The first of three letter reading sections -- all written by award-winning playwright Terrence McNally -- was then offered. Simply titled "Some Christmas Letters," the often touching and humorous piece concerned a celebrated actress and mother (Harris), her married daughter (Cherry Jones) and her gay son, a classical music composer (Victor Garber). The first set of letters was set on December 24, 1979, the second a decade later on December 22, 1989 and the third set in the present, on December 23, 1999. Through the decades we see the mother's growing acceptance of her son's sexuality and her mourning for his first lover, who died of AIDS. It was a real treat to see and hear Harris, one of the theatre's most acclaimed actresses, read the words of Terrence McNally. Jones and Garber, too, offered fine, honest and emotional work.
Two more Christmas tunes followed, "Fantasia on Christmas Carols" and "Jessye's Carol." Then, Tony winner Betty Buckley took to the stage to woo the crowd with song, offering spell-binding versions of "God Rest ye Merry Gentlemen," "We Three Kings" and "For the Beauty of the Earth." Buckley's voice, which always impresses with both its power and its beautiful shades of color, was even more overwhelming in this space, her strong tones echoing throughout the cavernous church. The first half of the evening concluded with the 18th-century carol "O Come, all ye Faithful."

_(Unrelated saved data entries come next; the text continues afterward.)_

//! Performance analytics — pure functions over a completed equity curve.
//!
//! Every metric is equity curve in, scalar out; nothing here reads the
//! panel, the config (beyond annualization inputs), or simulation state.

use serde::{Deserialize, Serialize};

use crate::domain::EquityPoint;
use crate::stats::{mean, sample_std};

/// Aggregate risk/return statistics for one backtest run.
#[derive(Debug, Clone, PartialEq, Serialize, Deserialize)]
pub struct PerformanceSummary {
    pub total_return: f64,
    pub cagr: f64,
    /// Annualized standard deviation of period returns.
    pub volatility: f64,
    pub sharpe: f64,
    pub max_drawdown: f64,
    /// Number of simulated periods (0 for a degenerate run).
    pub periods: usize,
    pub final_equity: f64,
}

impl PerformanceSummary {
    /// Compute the summary from a completed curve.
    ///
    /// An empty curve reports zero periods and all-zero metrics — the
    /// well-defined outcome of a panel with fewer than two usable dates.
    pub fn compute(points: &[EquityPoint], periods_per_year: f64, risk_free_rate: f64) -> Self {
        let equity: Vec<f64> = points.iter().map(|p| p.equity).collect();
        let returns: Vec<f64> = points.iter().skip(1).map(|p| p.period_return).collect();
        Self {
            total_return: total_return(&equity),
            cagr: cagr(&equity, periods_per_year),
            volatility: annualized_volatility(&returns, periods_per_year),
            sharpe: sharpe_ratio(&returns, periods_per_year, risk_free_rate),
            max_drawdown: max_drawdown(&equity),
            periods: points.len().saturating_sub(1),
            final_equity: equity.last().copied().unwrap_or(0.0),
        }
    }

    /// Summary for a run that never got off the ground.
    pub fn empty() -> Self {
        Self {
            total_return: 0.0,
            cagr: 0.0,
            volatility: 0.0,
            sharpe: 0.0,
            max_drawdown: 0.0,
            periods: 0,
            final_equity: 0.0,
        }
    }
}

/// Total return as a fraction of starting equity.
pub fn total_return(equity: &[f64]) -> f64 {
    if equity.len() < 2 {
        return 0.0;
    }
    let initial = equity[0];
    if initial <= 0.0 {
        return 0.0;
    }
    equity[equity.len() - 1] / initial - 1.0
}

/// Compound annual growth rate: (end/start)^(periods_per_year / n) - 1.
pub fn cagr(equity: &[f64], periods_per_year: f64) -> f64 {
    if equity.len() < 2 {
        return 0.0;
    }
    let initial = equity[0];
    let final_eq = equity[equity.len() - 1];
    if initial <= 0.0 || final_eq <= 0.0 {
        return 0.0;
    }
    let n = (equity.len() - 1) as f64;
    (final_eq / initial).powf(periods_per_year / n) - 1.0
}

/// Annualized volatility of period returns.
pub fn annualized_volatility(returns: &[f64], periods_per_year: f64) -> f64 {
    sample_std(returns) * periods_per_year.sqrt()
}

/// Annualized Sharpe ratio; defined as 0 when volatility is 0.
pub fn sharpe_ratio(returns: &[f64], periods_per_year: f64, risk_free_rate: f64) -> f64 {
    if returns.len() < 2 {
        return 0.0;
    }
    let vol = annualized_volatility(returns, periods_per_year);
    if vol < 1e-15 {
        return 0.0;
    }
    (mean(returns) * periods_per_year - risk_free_rate) / vol
}

/// Maximum drawdown as a negative fraction (e.g. -0.15 for a 15% decline).
pub fn max_drawdown(equity: &[f64]) -> f64 {
    let mut peak = f64::MIN;
    let mut worst = 0.0_f64;
    for &e in equity {
        if e > peak {
            peak = e;
        }
        if peak > 0.0 {
            let dd = e / peak - 1.0;
            if dd < worst {
                worst = dd;
            }
        }
    }
    worst
}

The second portion of the concert began with Mendelssohn's "Hark, the Herald Angels Sing!" and was followed by the second segment of McNally's "Some Christmas Letters." "Ave Rex -- A Carol Sequence" displayed the talents of the choirs beautifully, and the final portion of the Christmas letter reading was next. Buckley returned to the stage for two more carols, "What Child Is This?" and "Silent Night," both arranged by her long time musical conductor and pianist Kenny Werner. Buckley wrapped her magnificent tones around both songs, particularly brilliant in her version of "Silent Night," which built to a thrilling climax of vocal prowess. The "Joyous Christmas Concert" concluded with a rousing, inspirational version of "The First Nowell" for which the audience was again invited to lend their voices. A joyous concert, indeed.